After locating the line that contains "use crate::locator::Locator;" in the listing below, write out that line and every following line exactly, with no other output.
-- Source records follows --
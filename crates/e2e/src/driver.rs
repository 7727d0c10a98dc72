//! Browser driver capability set
//!
//! The harness never talks to a browser directly. Everything it needs is
//! expressed here, so any automation backend that implements these traits
//! is interchangeable with the bundled Playwright bridge.

use std::path::Path;
use std::time::Duration;

use async_trait::async_trait;

use crate::error::E2eResult;
use crate::locator::Locator;

/// One isolated browser context, owned by exactly one scenario
#[async_trait]
pub trait BrowserDriver: Send {
    /// Load a URL. Relative paths resolve against the configured base URL.
    async fn goto(&mut self, url: &str) -> E2eResult<()>;

    /// Wait until the current URL ends with `route`. Returns `false` on timeout.
    async fn wait_for_url(&mut self, route: &str, timeout: Duration) -> E2eResult<bool>;

    /// Wait until the element is attached and visible. Returns `false` on timeout.
    async fn wait_for(&mut self, locator: &Locator, timeout: Duration) -> E2eResult<bool>;

    /// Replace the contents of a text input
    async fn fill(&mut self, locator: &Locator, value: &str) -> E2eResult<()>;

    /// Pick an option in a `<select>` by value or label
    async fn select_option(&mut self, locator: &Locator, value: &str) -> E2eResult<()>;

    async fn click(&mut self, locator: &Locator) -> E2eResult<()>;

    /// Text content of the element, `None` when it is empty
    async fn text_content(&mut self, locator: &Locator) -> E2eResult<Option<String>>;

    async fn is_visible(&mut self, locator: &Locator) -> E2eResult<bool>;

    async fn current_url(&mut self) -> E2eResult<String>;

    /// Write a full-page screenshot to `path`
    async fn screenshot(&mut self, path: &Path) -> E2eResult<()>;

    /// Tear down the browser context. Called once at scenario end.
    async fn close(&mut self) -> E2eResult<()>;
}

/// Creates a fresh, isolated session for each scenario
#[async_trait]
pub trait BrowserLauncher: Send + Sync {
    async fn launch(&self) -> E2eResult<Box<dyn BrowserDriver>>;
}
-- Source records concluded --
*Response to the exercise*.
use crate::locator::Locator;

/// One isolated browser context, owned by exactly one scenario
#[async_trait]
pub trait BrowserDriver: Send {
    /// Load a URL. Relative paths resolve against the configured base URL.
    async fn goto(&mut self, url: &str) -> E2eResult<()>;

    /// Wait until the current URL ends with `route`. Returns `false` on timeout.
    async fn wait_for_url(&mut self, route: &str, timeout: Duration) -> E2eResult<bool>;

    /// Wait until the element is attached and visible. Returns `false` on timeout.
    async fn wait_for(&mut self, locator: &Locator, timeout: Duration) -> E2eResult<bool>;

    /// Replace the contents of a text input
    async fn fill(&mut self, locator: &Locator, value: &str) -> E2eResult<()>;

    /// Pick an option in a `<select>` by value or label
    async fn select_option(&mut self, locator: &Locator, value: &str) -> E2eResult<()>;

    async fn click(&mut self, locator: &Locator) -> E2eResult<()>;

    /// Text content of the element, `None` when it is empty
    async fn text_content(&mut self, locator: &Locator) -> E2eResult<Option<String>>;

    async fn is_visible(&mut self, locator: &Locator) -> E2eResult<bool>;

    async fn current_url(&mut self) -> E2eResult<String>;

    /// Write a full-page screenshot to `path`
    async fn screenshot(&mut self, path: &Path) -> E2eResult<()>;

    /// Tear down the browser context. Called once at scenario end.
    async fn close(&mut self) -> E2eResult<()>;
}

/// Creates a fresh, isolated session for each scenario
#[async_trait]
pub trait BrowserLauncher: Send + Sync {
    async fn launch(&self) -> E2eResult<Box<dyn BrowserDriver>>;
}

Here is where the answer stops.